**WHAT IS BEING ASKED**:
Whatever the listing holds, output it without alteration.
- Opening Delimiter -
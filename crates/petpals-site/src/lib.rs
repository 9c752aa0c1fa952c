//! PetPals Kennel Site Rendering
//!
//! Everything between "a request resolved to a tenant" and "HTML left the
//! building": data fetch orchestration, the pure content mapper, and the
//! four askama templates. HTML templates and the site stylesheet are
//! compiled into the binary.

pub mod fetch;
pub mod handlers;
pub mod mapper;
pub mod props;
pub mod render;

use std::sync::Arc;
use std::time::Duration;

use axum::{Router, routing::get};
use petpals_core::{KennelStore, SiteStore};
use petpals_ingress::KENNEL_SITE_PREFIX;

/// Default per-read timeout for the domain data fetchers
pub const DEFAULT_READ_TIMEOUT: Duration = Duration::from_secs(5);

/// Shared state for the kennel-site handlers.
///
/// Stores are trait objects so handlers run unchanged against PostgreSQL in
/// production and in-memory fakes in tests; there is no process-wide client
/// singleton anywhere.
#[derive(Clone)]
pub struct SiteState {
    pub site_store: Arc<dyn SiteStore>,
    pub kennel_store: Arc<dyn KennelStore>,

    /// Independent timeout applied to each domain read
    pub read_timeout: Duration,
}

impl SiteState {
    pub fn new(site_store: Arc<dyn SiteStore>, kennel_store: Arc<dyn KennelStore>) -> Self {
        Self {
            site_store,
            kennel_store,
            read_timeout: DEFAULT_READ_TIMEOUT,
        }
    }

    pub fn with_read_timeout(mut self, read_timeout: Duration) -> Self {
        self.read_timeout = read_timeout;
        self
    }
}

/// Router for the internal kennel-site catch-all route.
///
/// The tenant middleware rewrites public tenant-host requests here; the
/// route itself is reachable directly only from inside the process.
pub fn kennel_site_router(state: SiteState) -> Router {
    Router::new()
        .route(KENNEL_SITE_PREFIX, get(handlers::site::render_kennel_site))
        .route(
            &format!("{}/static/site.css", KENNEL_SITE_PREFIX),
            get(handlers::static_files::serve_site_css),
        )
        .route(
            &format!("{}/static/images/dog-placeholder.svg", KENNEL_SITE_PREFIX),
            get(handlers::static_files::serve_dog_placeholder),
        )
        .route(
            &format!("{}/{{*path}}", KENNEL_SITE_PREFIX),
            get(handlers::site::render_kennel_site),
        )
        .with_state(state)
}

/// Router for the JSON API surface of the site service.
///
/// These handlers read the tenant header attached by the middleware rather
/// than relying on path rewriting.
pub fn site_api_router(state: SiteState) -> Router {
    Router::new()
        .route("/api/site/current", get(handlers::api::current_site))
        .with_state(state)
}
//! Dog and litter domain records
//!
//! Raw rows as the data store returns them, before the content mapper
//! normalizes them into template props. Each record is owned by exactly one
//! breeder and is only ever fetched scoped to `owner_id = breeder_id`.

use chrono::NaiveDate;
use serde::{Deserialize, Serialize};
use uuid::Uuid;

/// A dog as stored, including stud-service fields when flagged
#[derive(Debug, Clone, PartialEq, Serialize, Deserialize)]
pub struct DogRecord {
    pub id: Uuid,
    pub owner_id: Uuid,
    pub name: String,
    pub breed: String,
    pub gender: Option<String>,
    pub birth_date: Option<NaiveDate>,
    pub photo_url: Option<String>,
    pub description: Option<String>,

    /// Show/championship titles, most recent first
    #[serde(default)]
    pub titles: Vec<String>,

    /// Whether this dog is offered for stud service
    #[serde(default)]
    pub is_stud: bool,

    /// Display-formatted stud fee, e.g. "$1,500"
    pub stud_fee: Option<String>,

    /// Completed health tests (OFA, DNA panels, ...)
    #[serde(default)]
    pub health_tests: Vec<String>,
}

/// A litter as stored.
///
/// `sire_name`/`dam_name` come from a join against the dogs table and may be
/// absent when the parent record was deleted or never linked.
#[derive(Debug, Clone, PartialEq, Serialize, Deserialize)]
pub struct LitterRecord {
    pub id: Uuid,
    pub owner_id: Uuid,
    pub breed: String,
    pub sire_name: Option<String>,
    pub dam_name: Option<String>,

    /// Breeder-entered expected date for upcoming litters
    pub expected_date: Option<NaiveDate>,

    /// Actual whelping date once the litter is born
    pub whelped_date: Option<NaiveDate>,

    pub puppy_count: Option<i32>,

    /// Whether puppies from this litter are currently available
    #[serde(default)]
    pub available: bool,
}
- Closing Delimiter -
**OUTPUT BELOW**:
filename crates/petpals-site/src/lib.rs
repository 9c752aa0c1fa952c
//! PetPals Kennel Site Rendering
//!
//! Everything between "a request resolved to a tenant" and "HTML left the
//! building": data fetch orchestration, the pure content mapper, and the
//! four askama templates. HTML templates and the site stylesheet are
//! compiled into the binary.

pub mod fetch;
pub mod handlers;
pub mod mapper;
pub mod props;
pub mod render;

use std::sync::Arc;
use std::time::Duration;

use axum::{Router, routing::get};
use petpals_core::{KennelStore, SiteStore};
use petpals_ingress::KENNEL_SITE_PREFIX;

/// Default per-read timeout for the domain data fetchers
pub const DEFAULT_READ_TIMEOUT: Duration = Duration::from_secs(5);

/// Shared state for the kennel-site handlers.
///
/// Stores are trait objects so handlers run unchanged against PostgreSQL in
/// production and in-memory fakes in tests; there is no process-wide client
/// singleton anywhere.
#[derive(Clone)]
pub struct SiteState {
    pub site_store: Arc<dyn SiteStore>,
    pub kennel_store: Arc<dyn KennelStore>,

    /// Independent timeout applied to each domain read
    pub read_timeout: Duration,
}

impl SiteState {
    pub fn new(site_store: Arc<dyn SiteStore>, kennel_store: Arc<dyn KennelStore>) -> Self {
        Self {
            site_store,
            kennel_store,
            read_timeout: DEFAULT_READ_TIMEOUT,
        }
    }

    pub fn with_read_timeout(mut self, read_timeout: Duration) -> Self {
        self.read_timeout = read_timeout;
        self
    }
}

/// Router for the internal kennel-site catch-all route.
///
/// The tenant middleware rewrites public tenant-host requests here; the
/// route itself is reachable directly only from inside the process.
pub fn kennel_site_router(state: SiteState) -> Router {
    Router::new()
        .route(KENNEL_SITE_PREFIX, get(handlers::site::render_kennel_site))
        .route(
            &format!("{}/static/site.css", KENNEL_SITE_PREFIX),
            get(handlers::static_files::serve_site_css),
        )
        .route(
            &format!("{}/static/images/dog-placeholder.svg", KENNEL_SITE_PREFIX),
            get(handlers::static_files::serve_dog_placeholder),
        )
        .route(
            &format!("{}/{{*path}}", KENNEL_SITE_PREFIX),
            get(handlers::site::render_kennel_site),
        )
        .with_state(state)
}

/// Router for the JSON API surface of the site service.
///
/// These handlers read the tenant header attached by the middleware rather
/// than relying on path rewriting.
pub fn site_api_router(state: SiteState) -> Router {
    Router::new()
        .route("/api/site/current", get(handlers::api::current_site))
        .with_state(state)
}
//! Dog and litter domain records
//!
//! Raw rows as the data store returns them, before the content mapper
//! normalizes them into template props. Each record is owned by exactly one
//! breeder and is only ever fetched scoped to `owner_id = breeder_id`.

use chrono::NaiveDate;
use serde::{Deserialize, Serialize};
use uuid::Uuid;

/// A dog as stored, including stud-service fields when flagged
#[derive(Debug, Clone, PartialEq, Serialize, Deserialize)]
pub struct DogRecord {
    pub id: Uuid,
    pub owner_id: Uuid,
    pub name: String,
    pub breed: String,
    pub gender: Option<String>,
    pub birth_date: Option<NaiveDate>,
    pub photo_url: Option<String>,
    pub description: Option<String>,

    /// Show/championship titles, most recent first
    #[serde(default)]
    pub titles: Vec<String>,

    /// Whether this dog is offered for stud service
    #[serde(default)]
    pub is_stud: bool,

    /// Display-formatted stud fee, e.g. "$1,500"
    pub stud_fee: Option<String>,

    /// Completed health tests (OFA, DNA panels, ...)
    #[serde(default)]
    pub health_tests: Vec<String>,
}

/// A litter as stored.
///
/// `sire_name`/`dam_name` come from a join against the dogs table and may be
/// absent when the parent record was deleted or never linked.
#[derive(Debug, Clone, PartialEq, Serialize, Deserialize)]
pub struct LitterRecord {
    pub id: Uuid,
    pub owner_id: Uuid,
    pub breed: String,
    pub sire_name: Option<String>,
    pub dam_name: Option<String>,

    /// Breeder-entered expected date for upcoming litters
    pub expected_date: Option<NaiveDate>,

    /// Actual whelping date once the litter is born
    pub whelped_date: Option<NaiveDate>,

    pub puppy_count: Option<i32>,

    /// Whether puppies from this litter are currently available
    #[serde(default)]
    pub available: bool,
}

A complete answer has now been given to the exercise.